Sources used in the analysis

#1
The IFAB Law 10 – Determining the Outcome of a Match

Law 10 states: "The team that scores the greater number of goals is the winner of a match." It continues: "If both teams score an equal number of goals or if no goals are scored, the match is drawn." It then explains that competition rules may provide for extra time or "kicks from the penalty mark" to determine which team qualifies or wins the competition, but this is separate from the match result, which is based on goals scored during play and extra time.

#2
The IFAB 2023-06-30 | Laws of the Game 2023/24 – Kicks from the Penalty Mark

In the current Laws, IFAB specifies under the section "Kicks from the penalty mark": "Kicks from the penalty mark are taken after the match has ended; they are not part of the match." It further explains that they are "a method of determining the winning team" when competition rules require a team to be declared the winner after a drawn match.

#3
IFAB (via footballrules.com) Penalty shoot-out | IFAB

The IFAB explainer on penalty shoot-outs states: "Penalties (penalty shoot-out) are taken after a match has ended (with or without extra time, depending on the competition rules), the scores are level and a winning team is needed." It adds that this procedure "does not form part of the match" and is only used to decide which team wins the tie or advances, while the match itself ended as a draw after regulation and any extra time.

#4
FIFA 2022-11-01 | FIFA World Cup regulations – tie-breaking procedures

In its competition regulations, FIFA specifies that if a knockout match is level after extra time, "the winner shall be determined by kicks from the penalty mark" in accordance with the Laws of the Game. The regulations treat the penalty procedure as a method of determining which team progresses or becomes champion, while the match score after extra time remains the official result for record-keeping (i.e. a draw at the end of play).

#5
Opta Analyst 2021-07-02 | Does a Penalty Shootout Count as a Win?

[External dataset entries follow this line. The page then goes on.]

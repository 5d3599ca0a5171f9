//! Ceremony HTTP endpoints.
//!
//! Each endpoint answers with a [`ResultEnvelope`]; failures also carry the
//! HTTP status of the underlying [`CeremonyError`].

use actix_web::error::InternalError;
use actix_web::{HttpRequest, HttpResponse, ResponseError, web};
use serde::{Deserialize, Serialize};

use crate::auth::{AuthHeader, ClientContext};
use crate::ceremony::{
    CeremonyKind, CeremonyResult, DefaultCoordinator, PayloadId, RawCeremonyRequest, ResultEnvelope,
    Signature,
};
use crate::error::{CeremonyError, CeremonyResultOf, RequestError};
use crate::ext::key_material_from_value;

/// Header carrying the opaque ceremony auth token.
pub const AUTH_HEADER: &str = "x-ceremony-auth";
/// Header naming the calling client, for logs.
pub const CLIENT_IDENTITY_HEADER: &str = "x-client-identity";

/// `?log=true` turns on per-ceremony diagnostics.
#[derive(Debug, Default, Deserialize)]
pub struct LogQuery {
    #[serde(default)]
    pub log: bool,
}

/// Body of `POST /ceremony/sign`.
///
/// `local_key` is bare key material or a keygen success envelope. It is
/// decoded only after the caller and payload kind have been checked.
#[derive(Debug, Serialize, Deserialize)]
pub struct SignBody {
    pub request: RawCeremonyRequest,
    pub local_key: serde_json::Value,
}

/// JSON extractor config: body limit, and envelope-shaped parse errors.
pub fn json_config(limit: usize) -> web::JsonConfig {
    web::JsonConfig::default()
        .limit(limit)
        .error_handler(|err, _req| {
            let ceremony_err = CeremonyError::MalformedInput(err.to_string());
            let response = HttpResponse::build(ceremony_err.status_code())
                .json(ResultEnvelope::error(None, &ceremony_err));
            InternalError::from_response(err, response).into()
        })
}

fn caller(req: &HttpRequest) -> (AuthHeader, ClientContext) {
    let header = |name: &str| {
        req.headers()
            .get(name)
            .and_then(|value| value.to_str().ok())
            .unwrap_or_default()
            .to_string()
    };
    let addr = req
        .peer_addr()
        .map(|addr| addr.to_string())
        .unwrap_or_default();
    (
        AuthHeader::new(header(AUTH_HEADER)),
        ClientContext::new(header(CLIENT_IDENTITY_HEADER), addr),
    )
}

fn respond<T: Into<CeremonyResult>>(payload_id: PayloadId, outcome: CeremonyResultOf<T>) -> HttpResponse {
    match outcome {
        Ok(value) => HttpResponse::Ok().json(ResultEnvelope::ok(payload_id, value.into())),
        Err(e) => HttpResponse::build(e.status_code()).json(ResultEnvelope::error(Some(payload_id), &e)),
    }
}

/// POST /ceremony/keygen
///
/// Run a distributed key generation.
#[tracing::instrument(skip_all, fields(payload_id = %request.payload_id))]
pub async fn keygen(
    coordinator: web::Data<DefaultCoordinator>,
    req: HttpRequest,
    query: web::Query<LogQuery>,
    request: web::Json<RawCeremonyRequest>,
) -> HttpResponse {
    let request = request.into_inner();
    let payload_id = request.payload_id;
    let (auth_header, client) = caller(&req);

    let outcome = coordinator
        .run_keygen(&auth_header, request, &client, query.log)
        .await;
    respond(payload_id, outcome)
}

/// POST /ceremony/sign
///
/// Run a signing ceremony with key material from an earlier key generation.
#[tracing::instrument(skip_all, fields(payload_id = %body.request.payload_id))]
pub async fn sign(
    coordinator: web::Data<DefaultCoordinator>,
    req: HttpRequest,
    query: web::Query<LogQuery>,
    body: web::Json<SignBody>,
) -> HttpResponse {
    let SignBody { request, local_key } = body.into_inner();
    let payload_id = request.payload_id;
    let (auth_header, client) = caller(&req);

    let key = coordinator
        .precheck(&auth_header, &request, CeremonyKind::SignOffline, &client)
        .and_then(|()| key_material_from_value(local_key));
    let key = match key {
        Ok(key) => key,
        Err(e) => return respond::<Signature>(payload_id, Err(e)),
    };

    let outcome = coordinator
        .run_sign(&auth_header, request, key, &client, query.log)
        .await;
    respond(payload_id, outcome)
}

/// GET /ceremony/{payload_id}
///
/// Ledger status of a payload id (hex encoded).
#[tracing::instrument(skip(coordinator))]
pub async fn status(coordinator: web::Data<DefaultCoordinator>, path: web::Path<String>) -> HttpResponse {
    let payload_id = match path.parse::<PayloadId>() {
        Ok(id) => id,
        Err(e) => {
            let err = CeremonyError::MalformedInput(e);
            return HttpResponse::build(err.status_code()).json(ResultEnvelope::error(None, &err));
        }
    };

    match coordinator.ceremony_status(&payload_id) {
        Some(status) => HttpResponse::Ok().json(status),
        None => {
            let err = CeremonyError::from(RequestError::UnknownPayloadId(payload_id));
            HttpResponse::build(err.status_code()).json(ResultEnvelope::error(Some(payload_id), &err))
        }
    }
}

/// Configure ceremony routes.
pub fn configure(cfg: &mut web::ServiceConfig) {
    cfg.service(
        web::scope("/ceremony")
            .route("/keygen", web::post().to(keygen))
            .route("/sign", web::post().to(sign))
            .route("/{payload_id}", web::get().to(status)),
    );
}

#[cfg(test)]
mod tests {
    use super::*;
    use crate::config::Settings;
    use actix_web::http::StatusCode;
    use actix_web::{App, test};
    use serde_json::{Value, json};

    fn peers() -> Value {
        json!([
            ["alice", "/ip4/10.0.0.3/tcp/2619/ws"],
            ["bob", "/ip4/10.0.0.3/tcp/2620/ws"],
            ["carol", "/ip4/10.0.0.3/tcp/2621/ws"]
        ])
    }

    fn bytes(byte: u8) -> Value {
        serde_json::to_value([byte; 32]).unwrap()
    }

    fn keygen_body(id: u8, t: u16) -> Value {
        json!({
            "payload_id": bytes(id),
            "payload_type": {"KeyGen": null},
            "peers": peers(),
            "sender": "alice",
            "t": t,
            "n": 3
        })
    }

    macro_rules! app {
        ($coordinator:expr) => {
            test::init_service(
                App::new()
                    .app_data(web::Data::new($coordinator))
                    .app_data(json_config(64 * 1024))
                    .configure(configure),
            )
            .await
        };
    }

    fn coordinator() -> DefaultCoordinator {
        DefaultCoordinator::from_settings(&Settings::for_tests()).unwrap()
    }

    #[actix_rt::test]
    async fn test_keygen_sign_and_status() {
        let app = app!(coordinator());

        let req = test::TestRequest::post()
            .uri("/ceremony/keygen")
            .set_json(keygen_body(1, 2))
            .to_request();
        let resp = test::call_service(&app, req).await;
        assert_eq!(resp.status(), StatusCode::OK);
        let envelope: Value = test::read_body_json(resp).await;
        let key = envelope["result"]["KeyGen"].clone();

        let sign = json!({
            "request": {
                "payload_id": bytes(2),
                "payload_type": {"SignOffline": {
                    "message": bytes(9),
                    "keygen_id": bytes(1),
                    "keygen_peers": peers()
                }},
                "peers": [["bob", "/ip4/10.0.0.3/tcp/2620/ws"], ["carol", "/ip4/10.0.0.3/tcp/2621/ws"]],
                "sender": "bob",
                "t": 1,
                "n": 2
            },
            "local_key": key
        });
        let req = test::TestRequest::post()
            .uri("/ceremony/sign?log=true")
            .set_json(sign)
            .to_request();
        let resp = test::call_service(&app, req).await;
        assert_eq!(resp.status(), StatusCode::OK);
        let envelope: Value = test::read_body_json(resp).await;
        assert_eq!(envelope["status"], "ok");
        assert!(envelope["result"]["SignOffline"]["s"].is_string());

        let uri = format!("/ceremony/{}", PayloadId::new([2; 32]).to_hex());
        let resp = test::call_service(&app, test::TestRequest::get().uri(&uri).to_request()).await;
        assert_eq!(resp.status(), StatusCode::OK);
        let status: Value = test::read_body_json(resp).await;
        assert_eq!(status["state"], "completed");
        assert_eq!(status["kind"], "SignOffline");
    }

    #[actix_rt::test]
    async fn test_validation_errors_map_to_status_codes() {
        let app = app!(coordinator());

        let req = test::TestRequest::post()
            .uri("/ceremony/keygen")
            .set_json(keygen_body(3, 3))
            .to_request();
        let resp = test::call_service(&app, req).await;
        assert_eq!(resp.status(), StatusCode::BAD_REQUEST);
        let envelope: Value = test::read_body_json(resp).await;
        assert_eq!(envelope["error"]["code"], "THRESHOLD_OUT_OF_RANGE");

        for expected in [StatusCode::OK, StatusCode::CONFLICT] {
            let req = test::TestRequest::post()
                .uri("/ceremony/keygen")
                .set_json(keygen_body(4, 2))
                .to_request();
            let resp = test::call_service(&app, req).await;
            assert_eq!(resp.status(), expected);
        }
    }

    #[actix_rt::test]
    async fn test_malformed_body_gets_envelope() {
        let app = app!(coordinator());

        let req = test::TestRequest::post()
            .uri("/ceremony/keygen")
            .insert_header(("content-type", "application/json"))
            .set_payload("{\"payload_id\": [1, 2]}")
            .to_request();
        let resp = test::call_service(&app, req).await;
        assert_eq!(resp.status(), StatusCode::BAD_REQUEST);
        let envelope: Value = test::read_body_json(resp).await;
        assert_eq!(envelope["error"]["code"], "MALFORMED_INPUT");
        assert!(envelope["payload_id"].is_null());
    }

    #[actix_rt::test]
    async fn test_auth_header_checked() {
        let settings = Settings::for_tests().with_auth_token("tok");
        let app = app!(DefaultCoordinator::from_settings(&settings).unwrap());

        let req = test::TestRequest::post()
            .uri("/ceremony/keygen")
            .set_json(keygen_body(5, 2))
            .to_request();
        let resp = test::call_service(&app, req).await;
        assert_eq!(resp.status(), StatusCode::UNAUTHORIZED);

        let req = test::TestRequest::post()
            .uri("/ceremony/keygen")
            .insert_header((AUTH_HEADER, "tok"))
            .set_json(keygen_body(5, 2))
            .to_request();
        let resp = test::call_service(&app, req).await;
        assert_eq!(resp.status(), StatusCode::OK);
    }

    #[actix_rt::test]
    async fn test_status_lookup_errors() {
        let app = app!(coordinator());

        let resp = test::call_service(&app, test::TestRequest::get().uri("/ceremony/zz").to_request()).await;
        assert_eq!(resp.status(), StatusCode::BAD_REQUEST);

        let uri = format!("/ceremony/{}", PayloadId::new([7; 32]).to_hex());
        let resp = test::call_service(&app, test::TestRequest::get().uri(&uri).to_request()).await;
        assert_eq!(resp.status(), StatusCode::NOT_FOUND);
        let envelope: Value = test::read_body_json(resp).await;
        assert_eq!(envelope["status"], "error");
        assert_eq!(envelope["error"]["code"], "UNKNOWN_PAYLOAD_ID");
        assert_eq!(envelope["payload_id"], bytes(7));

        let resp = test::call_service(&app, test::TestRequest::get().uri("/ceremony/zz").to_request()).await;
        let envelope: Value = test::read_body_json(resp).await;
        assert_eq!(envelope["error"]["code"], "MALFORMED_INPUT");
    }

    #[actix_rt::test]
    async fn test_sign_checks_auth_before_key() {
        let settings = Settings::for_tests().with_auth_token("tok");
        let app = app!(DefaultCoordinator::from_settings(&settings).unwrap());

        let sign = json!({
            "request": {
                "payload_id": bytes(8),
                "payload_type": {"SignOffline": {
                    "message": bytes(9),
                    "keygen_id": bytes(1),
                    "keygen_peers": peers()
                }},
                "peers": [["bob", "/ip4/10.0.0.3/tcp/2620/ws"], ["carol", "/ip4/10.0.0.3/tcp/2621/ws"]],
                "sender": "bob",
                "t": 1,
                "n": 2
            },
            "local_key": {"not": "a key"}
        });
        let req = test::TestRequest::post()
            .uri("/ceremony/sign")
            .set_json(&sign)
            .to_request();
        let resp = test::call_service(&app, req).await;
        assert_eq!(resp.status(), StatusCode::UNAUTHORIZED);

        let req = test::TestRequest::post()
            .uri("/ceremony/sign")
            .insert_header((AUTH_HEADER, "tok"))
            .set_json(&sign)
            .to_request();
        let resp = test::call_service(&app, req).await;
        assert_eq!(resp.status(), StatusCode::BAD_REQUEST);
        let envelope: Value = test::read_body_json(resp).await;
        assert_eq!(envelope["error"]["code"], "MALFORMED_INPUT");
    }
}
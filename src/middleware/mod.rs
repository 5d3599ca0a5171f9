//! Middleware for the coordinator HTTP surface.
//!
//! Provides cross-cutting concerns like rate limiting and the service token
//! check that apply across all routes.

pub mod auth;
pub mod rate_limit;

pub use auth::InternalAuth;
pub use rate_limit::{RateLimitConfig, RateLimiter, ceremony_limiter_config};
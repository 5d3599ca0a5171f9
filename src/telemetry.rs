//! OpenTelemetry export for ceremony spans.
//!
//! Only compiled with the `otel` feature. Without a reachable exporter the
//! service keeps console logging and carries on.

use std::sync::OnceLock;

use opentelemetry::trace::TracerProvider as _;
use opentelemetry_otlp::WithExportConfig;
use opentelemetry_sdk::trace::SdkTracerProvider;
use tracing_opentelemetry::OpenTelemetryLayer;
use tracing_subscriber::{EnvFilter, layer::SubscriberExt, util::SubscriberInitExt};

const SERVICE_NAME: &str = "ceremony-coordinator";
const DEFAULT_ENDPOINT: &str = "http://localhost:4318";

static TRACER_PROVIDER: OnceLock<SdkTracerProvider> = OnceLock::new();

fn env_filter() -> EnvFilter {
    EnvFilter::try_from_default_env()
        .unwrap_or_else(|_| "ceremony_coordinator=info,actix_web=info".into())
}

fn build_provider() -> Result<SdkTracerProvider, opentelemetry_otlp::ExporterBuildError> {
    let endpoint = std::env::var("OTEL_EXPORTER_OTLP_ENDPOINT")
        .unwrap_or_else(|_| DEFAULT_ENDPOINT.to_string());
    let exporter = opentelemetry_otlp::SpanExporter::builder()
        .with_http()
        .with_endpoint(endpoint)
        .build()?;

    let resource = opentelemetry_sdk::Resource::builder()
        .with_service_name(SERVICE_NAME)
        .build();

    Ok(SdkTracerProvider::builder()
        .with_batch_exporter(exporter)
        .with_resource(resource)
        .build())
}

/// Initialize tracing with OTLP export (`OTEL_EXPORTER_OTLP_ENDPOINT`,
/// default `http://localhost:4318`).
pub fn init_tracing() {
    let provider = match build_provider() {
        Ok(provider) => provider,
        Err(e) => {
            tracing_subscriber::registry()
                .with(env_filter())
                .with(tracing_subscriber::fmt::layer())
                .init();
            tracing::error!(error = %e, "OTLP exporter unavailable, traces stay local");
            return;
        }
    };

    let otel_layer = OpenTelemetryLayer::new(provider.tracer(SERVICE_NAME));
    let _ = TRACER_PROVIDER.set(provider.clone());
    opentelemetry::global::set_tracer_provider(provider);

    tracing_subscriber::registry()
        .with(env_filter())
        .with(tracing_subscriber::fmt::layer())
        .with(otel_layer)
        .init();
}

/// Flush remaining spans.
pub fn shutdown_tracing() {
    if let Some(provider) = TRACER_PROVIDER.get()
        && let Err(e) = provider.shutdown()
    {
        tracing::error!("Error shutting down tracer provider: {e:?}");
    }
}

Opta’s article explains that they consulted David Elleray, technical director of The IFAB, about how the Laws of the Game treat penalty shootouts. Elleray is quoted: “Law 10 makes it clear that a match is drawn, won or lost according to the number of goals both teams score ‘normal’ time or in ‘normal’ time + extra time. ‘Away goals’ and ‘kicks from the penalty mark’ (KFPM) are not part of the match itself and only are used to determine a ‘winning team’ where one is required.” He adds that KFPM “do not change the result of the match itself as they occur ‘after the match has ended’.” The article concludes that, in this technical sense, the match remains a draw, with the shootout only used to find a winning team when needed for a tie or trophy.

#6
FIFA Brazil v Italy – 1994 FIFA World Cup Final (match report page)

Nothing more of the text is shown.